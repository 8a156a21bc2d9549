use thiserror::Error;

#[derive(Debug, Error)]
pub enum CoreError {
    #[error("flow not found: {0}")]
    FlowNotFound(String),
    #[error("I/O error: {0}")]
    Io(#[from] std::io::Error),
    #[error("configuration parse error: {0}")]
    Json(#[from] serde_json::Error),
}
//! The ProxyWoman proxy engine: a forward HTTP/1.1 proxy for cleartext
//! traffic, a CONNECT splice that terminates TLS with dynamically minted
//! leaves, and the interception pipeline between the two faces.

mod client;
mod engine;
mod error;
mod http1;
mod replay;

pub use engine::{EngineConfig, ProxyServer};
pub use error::ProxyError;
pub use replay::{ReplayManager, ReplayOverlay, ReplayRequest, ReplayResponse};
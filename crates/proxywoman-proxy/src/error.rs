use thiserror::Error;

#[derive(Debug, Error)]
pub enum ProxyError {
    #[error("invalid request: {0}")]
    InvalidRequest(String),
    #[error("origin unreachable: {0}")]
    OriginUnreachable(String),
    #[error("upstream proxy failure: {0}")]
    UpstreamProxy(String),
    #[error("origin request timed out")]
    OriginTimeout,
    #[error("TLS setup failed: {0}")]
    Tls(#[from] proxywoman_tls::TlsError),
    #[error("interceptor failure: {0}")]
    Rule(#[from] proxywoman_rules::RuleError),
    #[error("I/O error: {0}")]
    Io(#[from] std::io::Error),
}
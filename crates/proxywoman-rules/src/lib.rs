//! Interception features for the ProxyWoman core. Each feature owns its own
//! rule table; the engine composes them into the fixed pipeline order via
//! [`InterceptPipeline`].

mod allowblock;
mod breakpoint;
mod error;
mod exchange;
mod maplocal;
mod pipeline;
mod reverseproxy;
mod scripting;
mod storage;
mod upstream;

pub use allowblock::{AllowBlockAction, AllowBlockManager, AllowBlockMode, AllowBlockRule};
pub use breakpoint::{
    BreakpointManager, BreakpointPhase, BreakpointRule, BreakpointSessionInfo, BreakpointSink,
    NoopBreakpointSink, RequestEdit, ResponseEdit, ResumePayload, DEFAULT_WAIT_TIMEOUT,
};
pub use error::RuleError;
pub use exchange::{InterceptedRequest, InterceptedResponse, UpstreamRoute};
pub use maplocal::{content_type_for_extension, MapLocalManager, MapLocalRule};
pub use pipeline::{FeatureSet, InterceptPipeline, RequestInterceptor, ResponseInterceptor};
pub use reverseproxy::{ReverseProxyManager, ReverseProxyRule};
pub use scripting::{Script, ScriptManager, ScriptType, DEFAULT_SCRIPT_BUDGET};
pub use storage::{BreakpointRuleStore, MemoryStore, ScriptStore};
pub use upstream::{UpstreamManager, UpstreamProxy};
use std::sync::{Arc, Mutex};

use crate::flow::Flow;

/// Outbound flow-event callback. Invoked at most once per flow, after the
/// response has been written back (or the synthetic response produced).
pub trait FlowSink: Send + Sync {
    fn on_flow(&self, flow: &Flow);
}

#[derive(Debug, Default)]
pub struct NoopFlowSink;

impl FlowSink for NoopFlowSink {
    fn on_flow(&self, _flow: &Flow) {}
}

/// Collecting sink for tests and embedders that want a snapshot view.
#[derive(Debug, Default, Clone)]
pub struct VecFlowSink {
    flows: Arc<Mutex<Vec<Flow>>>,
}

impl VecFlowSink {
    pub fn snapshot(&self) -> Vec<Flow> {
        self.flows.lock().expect("flow sink lock poisoned").clone()
    }
}

impl FlowSink for VecFlowSink {
    fn on_flow(&self, flow: &Flow) {
        self.flows
            .lock()
            .expect("flow sink lock poisoned")
            .push(flow.clone());
    }
}

/// Host OS proxy configuration hook. The engine works unchanged when these
/// are no-ops; real implementations live in platform shims.
pub trait SystemProxy: Send + Sync {
    fn set_system_proxy(&self, port: u16) -> Result<(), String>;
    fn disable_system_proxy(&self) -> Result<(), String>;
}

#[derive(Debug, Default)]
pub struct NoopSystemProxy;

impl SystemProxy for NoopSystemProxy {
    fn set_system_proxy(&self, _port: u16) -> Result<(), String> {
        Ok(())
    }

    fn disable_system_proxy(&self) -> Result<(), String> {
        Ok(())
    }
}
use std::collections::HashMap;
use std::sync::RwLock;

use crate::error::CoreError;
use crate::flow::Flow;

/// In-memory table of completed flows. Flows are inserted once, after the
/// response has been written, so readers never see a half-built record.
#[derive(Debug, Default)]
pub struct FlowStore {
    flows: RwLock<HashMap<String, Flow>>,
}

impl FlowStore {
    pub fn new() -> Self {
        Self::default()
    }

    pub fn insert(&self, flow: Flow) {
        self.flows
            .write()
            .expect("flow store lock poisoned")
            .insert(flow.id.clone(), flow);
    }

    pub fn get(&self, id: &str) -> Option<Flow> {
        self.flows
            .read()
            .expect("flow store lock poisoned")
            .get(id)
            .cloned()
    }

    pub fn list(&self) -> Vec<Flow> {
        self.flows
            .read()
            .expect("flow store lock poisoned")
            .values()
            .cloned()
            .collect()
    }

    pub fn clear(&self) {
        self.flows
            .write()
            .expect("flow store lock poisoned")
            .clear();
    }

    pub fn len(&self) -> usize {
        self.flows.read().expect("flow store lock poisoned").len()
    }

    pub fn is_empty(&self) -> bool {
        self.len() == 0
    }

    /// Flips the pin state and returns the new value.
    pub fn toggle_pin(&self, id: &str) -> Result<bool, CoreError> {
        let mut flows = self.flows.write().expect("flow store lock poisoned");
        let flow = flows
            .get_mut(id)
            .ok_or_else(|| CoreError::FlowNotFound(id.to_string()))?;
        flow.is_pinned = !flow.is_pinned;
        Ok(flow.is_pinned)
    }

    pub fn pinned(&self) -> Vec<Flow> {
        self.filter(|flow| flow.is_pinned)
    }

    pub fn filter(&self, predicate: impl Fn(&Flow) -> bool) -> Vec<Flow> {
        self.flows
            .read()
            .expect("flow store lock poisoned")
            .values()
            .filter(|flow| predicate(flow))
            .cloned()
            .collect()
    }
}
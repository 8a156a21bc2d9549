use std::fs;
use std::path::{Path, PathBuf};

use rcgen::{
    BasicConstraints, CertificateParams, DistinguishedName, DnType, ExtendedKeyUsagePurpose, IsCa,
    Issuer, KeyPair, KeyUsagePurpose,
};
use rustls::pki_types::pem::PemObject;
use rustls::pki_types::CertificateDer;
use time::{Duration, OffsetDateTime};

use crate::TlsError;

pub const CA_CERT_FILE: &str = "ca.crt";
pub const CA_KEY_FILE: &str = "ca.key";

const ROOT_COMMON_NAME: &str = "ProxyWoman Root CA";
const ROOT_ORGANIZATION: &str = "ProxyWoman CA";
const ROOT_VALID_DAYS: i64 = 365 * 10;

/// Long-lived signing root. Generated once per install and persisted in the
/// config directory; every minted leaf chains up to it.
pub struct CertificateAuthority {
    issuer: Issuer<'static, KeyPair>,
    cert_der: CertificateDer<'static>,
    cert_pem: String,
    key_pem: String,
    cert_path: PathBuf,
    key_path: PathBuf,
}

impl CertificateAuthority {
    /// Load the root from `<config_dir>/ca.crt` + `ca.key`, or mint and
    /// persist a fresh one on first run. Unparseable material is fatal.
    pub fn ensure_root(config_dir: impl AsRef<Path>) -> Result<Self, TlsError> {
        let config_dir = config_dir.as_ref();
        let cert_path = config_dir.join(CA_CERT_FILE);
        let key_path = config_dir.join(CA_KEY_FILE);

        match (cert_path.exists(), key_path.exists()) {
            (true, true) => Self::load(cert_path, key_path),
            (false, false) => {
                fs::create_dir_all(config_dir)?;
                let authority = Self::generate(cert_path, key_path)?;
                authority.persist()?;
                tracing::info!(
                    cert = %authority.cert_path.display(),
                    "generated new root certificate authority"
                );
                Ok(authority)
            }
            _ => Err(TlsError::InvalidMaterial(
                "CA certificate and key files must both exist or both be absent".to_string(),
            )),
        }
    }

    fn generate(cert_path: PathBuf, key_path: PathBuf) -> Result<Self, TlsError> {
        let key = generate_key_pair()?;
        let key_pem = key.serialize_pem();
        let params = root_params();
        let cert = params.self_signed(&key)?;
        let cert_pem = cert.pem();
        let cert_der = cert.der().clone();
        let issuer = Issuer::new(params, key);

        Ok(Self {
            issuer,
            cert_der,
            cert_pem,
            key_pem,
            cert_path,
            key_path,
        })
    }

    fn load(cert_path: PathBuf, key_path: PathBuf) -> Result<Self, TlsError> {
        let cert_pem = fs::read_to_string(&cert_path)?;
        let key_pem = fs::read_to_string(&key_path)?;
        let cert_der = CertificateDer::from_pem_slice(cert_pem.as_bytes()).map_err(|error| {
            TlsError::InvalidMaterial(format!(
                "failed to parse CA certificate {}: {error}",
                cert_path.display()
            ))
        })?;
        let key = KeyPair::from_pem(&key_pem)?;
        let issuer = Issuer::from_ca_cert_der(&cert_der, key).map_err(|error| {
            TlsError::InvalidMaterial(format!(
                "failed to parse issuer metadata from {}: {error}",
                cert_path.display()
            ))
        })?;

        Ok(Self {
            issuer,
            cert_der,
            cert_pem,
            key_pem,
            cert_path,
            key_path,
        })
    }

    fn persist(&self) -> Result<(), TlsError> {
        fs::write(&self.cert_path, self.cert_pem.as_bytes())?;
        fs::write(&self.key_path, self.key_pem.as_bytes())?;
        #[cfg(unix)]
        {
            use std::os::unix::fs::PermissionsExt;
            fs::set_permissions(&self.key_path, fs::Permissions::from_mode(0o600))?;
        }
        Ok(())
    }

    pub(crate) fn issuer(&self) -> &Issuer<'static, KeyPair> {
        &self.issuer
    }

    pub fn cert_der(&self) -> &CertificateDer<'static> {
        &self.cert_der
    }

    pub fn cert_pem(&self) -> &str {
        &self.cert_pem
    }

    pub fn root_pem_path(&self) -> &Path {
        &self.cert_path
    }

    /// Whether the root material is present on disk. Trust-store installation
    /// is platform-specific and left to the embedder.
    pub fn root_installed(&self) -> bool {
        self.cert_path.exists()
    }
}

fn root_params() -> CertificateParams {
    let mut params = CertificateParams::default();
    params.is_ca = IsCa::Ca(BasicConstraints::Constrained(2));
    params.use_authority_key_identifier_extension = true;
    params.key_usages = vec![
        KeyUsagePurpose::DigitalSignature,
        KeyUsagePurpose::KeyEncipherment,
        KeyUsagePurpose::KeyCertSign,
    ];
    params.extended_key_usages = vec![
        ExtendedKeyUsagePurpose::ServerAuth,
        ExtendedKeyUsagePurpose::ClientAuth,
    ];

    // Backdated a day so freshly minted material is valid on clients with
    // skewed clocks (virtual machines in particular).
    let now = OffsetDateTime::now_utc();
    params.not_before = now - Duration::hours(24);
    params.not_after = now + Duration::days(ROOT_VALID_DAYS);

    let mut dn = DistinguishedName::new();
    dn.push(DnType::CommonName, ROOT_COMMON_NAME);
    dn.push(DnType::OrganizationName, ROOT_ORGANIZATION);
    params.distinguished_name = dn;
    params
}

pub(crate) fn generate_key_pair() -> Result<KeyPair, rcgen::Error> {
    KeyPair::generate_for(&rcgen::PKCS_RSA_SHA256).or_else(|_| KeyPair::generate())
}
____________________
- _WHAT NEEDS TO BE DONE_: Report every line above that has the string "storage" in it.

- _ANSWER AREA_:
mod storage;
pub use storage::{BreakpointRuleStore, MemoryStore, ScriptStore};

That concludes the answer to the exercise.